EXERCISE AIM » All lines with the word "isize" in the material below are required.

INPUT MATERIAL »
//! Flow network: aligned D8 flow direction, basin, upstream area and
//! stream order layers
//!
//! Cells are addressed by flat row-major index. Downstream and upstream
//! neighbours are decoded on demand from the flow direction codes.

use basinmask_core::raster::{GeoTransform, Raster, RasterDataset, RasterElement, Window};
use basinmask_core::{BoundingBox, Error, Result, CRS};

use super::d8::{D8Encoding, FlowCode, D8_OFFSETS};

/// Layer names looked up by [`FlowNetwork::from_dataset`]
#[derive(Debug, Clone)]
pub struct LayerNames {
    pub flwdir: String,
    pub basins: String,
    pub uparea: String,
    pub strord: String,
}

impl Default for LayerNames {
    fn default() -> Self {
        Self {
            flwdir: "flwdir".into(),
            basins: "basins".into(),
            uparea: "uparea".into(),
            strord: "strord".into(),
        }
    }
}

/// Read-only D8 flow network
#[derive(Debug, Clone)]
pub struct FlowNetwork {
    flowdir: Raster<u8>,
    encoding: D8Encoding,
    basins: Option<Raster<u32>>,
    uparea: Option<Raster<f64>>,
    strord: Option<Raster<u8>>,
}

impl FlowNetwork {
    /// Network from a flow direction raster alone
    pub fn new(flowdir: Raster<u8>, encoding: D8Encoding) -> Self {
        Self {
            flowdir,
            encoding,
            basins: None,
            uparea: None,
            strord: None,
        }
    }

    /// Attach the basin id layer (0 = nodata)
    pub fn with_basins(mut self, basins: Raster<u32>) -> Result<Self> {
        self.check_aligned("basins", &basins)?;
        self.basins = Some(basins);
        Ok(self)
    }

    /// Attach the upstream area layer
    pub fn with_uparea(mut self, uparea: Raster<f64>) -> Result<Self> {
        self.check_aligned("uparea", &uparea)?;
        self.uparea = Some(uparea);
        Ok(self)
    }

    /// Attach the stream order layer
    pub fn with_strord(mut self, strord: Raster<u8>) -> Result<Self> {
        self.check_aligned("strord", &strord)?;
        self.strord = Some(strord);
        Ok(self)
    }

    /// Build a network from named dataset layers; only `flwdir` is required
    pub fn from_dataset(ds: &RasterDataset, names: &LayerNames, encoding: D8Encoding) -> Result<Self> {
        let flowdir = ds.layer(&names.flwdir)?.cast::<u8>(encoding.nodata());
        let mut network = FlowNetwork::new(flowdir, encoding);
        if let Some(basins) = ds.get(&names.basins) {
            network = network.with_basins(basins.cast::<u32>(0))?;
        }
        if let Some(uparea) = ds.get(&names.uparea) {
            network = network.with_uparea(uparea.clone())?;
        }
        if let Some(strord) = ds.get(&names.strord) {
            network = network.with_strord(strord.cast::<u8>(0))?;
        }
        Ok(network)
    }

    fn check_aligned<T: RasterElement>(&self, layer: &str, other: &Raster<T>) -> Result<()> {
        let (er, ec) = self.flowdir.shape();
        let (ar, ac) = other.shape();
        if (er, ec) != (ar, ac) {
            return Err(Error::SizeMismatch { er, ec, ar, ac });
        }
        let crs_differs = match (self.flowdir.crs(), other.crs()) {
            (Some(a), Some(b)) => !a.is_equivalent(b),
            _ => false,
        };
        if !self.flowdir.same_grid(other) || crs_differs {
            return Err(Error::GridMismatch {
                layer: layer.to_string(),
            });
        }
        Ok(())
    }

    // Layers

    pub fn flowdir(&self) -> &Raster<u8> {
        &self.flowdir
    }

    pub fn encoding(&self) -> D8Encoding {
        self.encoding
    }

    pub fn basins(&self) -> Option<&Raster<u32>> {
        self.basins.as_ref()
    }

    pub fn uparea(&self) -> Option<&Raster<f64>> {
        self.uparea.as_ref()
    }

    pub fn strord(&self) -> Option<&Raster<u8>> {
        self.strord.as_ref()
    }

    // Grid

    pub fn rows(&self) -> usize {
        self.flowdir.rows()
    }

    pub fn cols(&self) -> usize {
        self.flowdir.cols()
    }

    pub fn shape(&self) -> (usize, usize) {
        self.flowdir.shape()
    }

    /// Number of cells
    pub fn len(&self) -> usize {
        self.flowdir.len()
    }

    pub fn is_empty(&self) -> bool {
        self.flowdir.is_empty()
    }

    pub fn transform(&self) -> &GeoTransform {
        self.flowdir.transform()
    }

    pub fn crs(&self) -> Option<&CRS> {
        self.flowdir.crs()
    }

    pub fn bounds(&self) -> BoundingBox {
        self.flowdir.bounds()
    }

    #[inline]
    pub fn index(&self, row: usize, col: usize) -> usize {
        row * self.cols() + col
    }

    #[inline]
    pub fn cell(&self, idx: usize) -> (usize, usize) {
        (idx / self.cols(), idx % self.cols())
    }

    /// Cell center in map coordinates
    pub fn cell_center(&self, idx: usize) -> (f64, f64) {
        let (row, col) = self.cell(idx);
        self.flowdir.pixel_to_geo(col, row)
    }

    /// Index of the cell containing (x, y)
    pub fn cell_at(&self, x: f64, y: f64) -> Option<usize> {
        self.flowdir.cell_at(x, y).map(|(row, col)| self.index(row, col))
    }

    /// Cells whose centers lie inside `bbox`
    pub fn window_for(&self, bbox: &BoundingBox) -> Option<Window> {
        self.flowdir.window_for(bbox)
    }

    fn neighbor(&self, idx: usize, dir: usize) -> Option<usize> {
        let (row, col) = self.cell(idx);
        let (dr, dc) = D8_OFFSETS[dir];
        let nr = row as isize + dr;
        let nc = col as isize + dc;
        if nr < 0 || nc < 0 || nr >= self.rows() as isize || nc >= self.cols() as isize {
            return None;
        }
        Some(self.index(nr as usize, nc as usize))
    }

    // Topology

    /// Decoded flow code of a cell
    #[inline]
    pub fn code(&self, idx: usize) -> FlowCode {
        let (row, col) = self.cell(idx);
        // SAFETY: cell() keeps row/col inside the grid for idx < len()
        let raw = unsafe { self.flowdir.get_unchecked(row, col) };
        self.encoding.decode(raw)
    }

    /// Cell carries a direction or is a pit
    #[inline]
    pub fn is_valid(&self, idx: usize) -> bool {
        idx < self.len() && self.code(idx).is_valid()
    }

    /// Downstream neighbour; `None` for pits, nodata, and cells draining
    /// off the grid or into nodata
    pub fn downstream(&self, idx: usize) -> Option<usize> {
        match self.code(idx) {
            FlowCode::Direction(dir) => self.neighbor(idx, dir).filter(|&n| self.is_valid(n)),
            FlowCode::Pit | FlowCode::NoData => None,
        }
    }

    /// Valid neighbours draining into `idx`
    pub fn upstream_neighbors(&self, idx: usize) -> impl Iterator<Item = usize> + '_ {
        (0..8).filter_map(move |dir| {
            let n = self.neighbor(idx, dir)?;
            (self.downstream(n) == Some(idx)).then_some(n)
        })
    }

    /// Valid cell without a downstream neighbour
    pub fn is_outlet(&self, idx: usize) -> bool {
        self.is_valid(idx) && self.downstream(idx).is_none()
    }

    /// All outlets in row-major order
    pub fn outlets(&self) -> Vec<usize> {
        (0..self.len()).filter(|&i| self.is_outlet(i)).collect()
    }
}

#[cfg(test)]
mod tests {
    use super::*;

    // 3x3, everything drains south into the bottom row, which drains east;
    // (2, 2) is a pit and (0, 0) is nodata.
    fn network() -> FlowNetwork {
        #[rustfmt::skip]
        let codes = vec![
            247, 4, 4,
            4,   4, 4,
            1,   1, 0,
        ];
        let flowdir = Raster::from_vec(codes, 3, 3)
            .unwrap()
            .with_transform(GeoTransform::new(0.0, 3.0, 1.0, -1.0));
        FlowNetwork::new(flowdir, D8Encoding::Esri)
    }

    #[test]
    fn test_downstream() {
        let net = network();
        assert_eq!(net.downstream(net.index(0, 1)), Some(net.index(1, 1)));
        assert_eq!(net.downstream(net.index(2, 0)), Some(net.index(2, 1)));
        assert_eq!(net.downstream(net.index(2, 2)), None);
        assert_eq!(net.downstream(0), None);
        assert!(!net.is_valid(0));
    }

    #[test]
    fn test_upstream_and_outlets() {
        let net = network();
        let mut up: Vec<usize> = net.upstream_neighbors(net.index(2, 1)).collect();
        up.sort_unstable();
        assert_eq!(up, vec![net.index(1, 1), net.index(2, 0)]);
        assert_eq!(net.upstream_neighbors(net.index(0, 2)).count(), 0);
        assert_eq!(net.outlets(), vec![net.index(2, 2)]);
    }

    #[test]
    fn test_drain_into_nodata_is_outlet() {
        // nodata, then two cells draining west
        let flowdir = Raster::from_vec(vec![247u8, 16, 16], 1, 3).unwrap();
        let net = FlowNetwork::new(flowdir, D8Encoding::Esri);
        assert_eq!(net.downstream(2), Some(1));
        assert_eq!(net.downstream(1), None);
        assert_eq!(net.outlets(), vec![1]);

        // draining off the grid
        let flowdir = Raster::from_vec(vec![16u8, 1], 1, 2).unwrap();
        let net = FlowNetwork::new(flowdir, D8Encoding::Esri);
        assert_eq!(net.outlets(), vec![0, 1]);
    }

    #[test]
    fn test_layer_alignment() {
        let net = network();
        let bad: Raster<u32> = Raster::new(2, 3);
        assert!(matches!(net.clone().with_basins(bad), Err(Error::SizeMismatch { .. })));

        let shifted: Raster<f64> = Raster::new(3, 3).with_transform(GeoTransform::new(1.0, 3.0, 1.0, -1.0));
        assert!(matches!(net.clone().with_uparea(shifted), Err(Error::GridMismatch { .. })));

        let ok: Raster<f64> = Raster::new(3, 3).with_transform(*net.transform());
        assert!(net.with_uparea(ok).is_ok());
    }

    #[test]
    fn test_from_dataset() {
        let gt = GeoTransform::new(0.0, 3.0, 1.0, -1.0);
        let flw = Raster::from_vec(vec![4.0, 4.0, 4.0, 4.0, 4.0, 4.0, 1.0, 1.0, 0.0], 3, 3)
            .unwrap()
            .with_transform(gt);
        let bas = Raster::from_vec(vec![7.0; 9], 3, 3).unwrap().with_transform(gt);
        let ds = RasterDataset::new()
            .with_layer("flwdir", flw)
            .unwrap()
            .with_layer("basins", bas)
            .unwrap();

        let net = FlowNetwork::from_dataset(&ds, &LayerNames::default(), D8Encoding::Esri).unwrap();
        assert_eq!(net.basins().unwrap().get(1, 1).unwrap(), 7);
        assert!(net.uparea().is_none());
        assert_eq!(net.outlets(), vec![8]);

        let empty = RasterDataset::new();
        assert!(matches!(
            FlowNetwork::from_dataset(&empty, &LayerNames::default(), D8Encoding::Esri),
            Err(Error::MissingLayer(_))
        ));
    }
}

RESULT »
        let nr = row as isize + dr;
        let nc = col as isize + dc;
        if nr < 0 || nc < 0 || nr >= self.rows() as isize || nc >= self.cols() as isize {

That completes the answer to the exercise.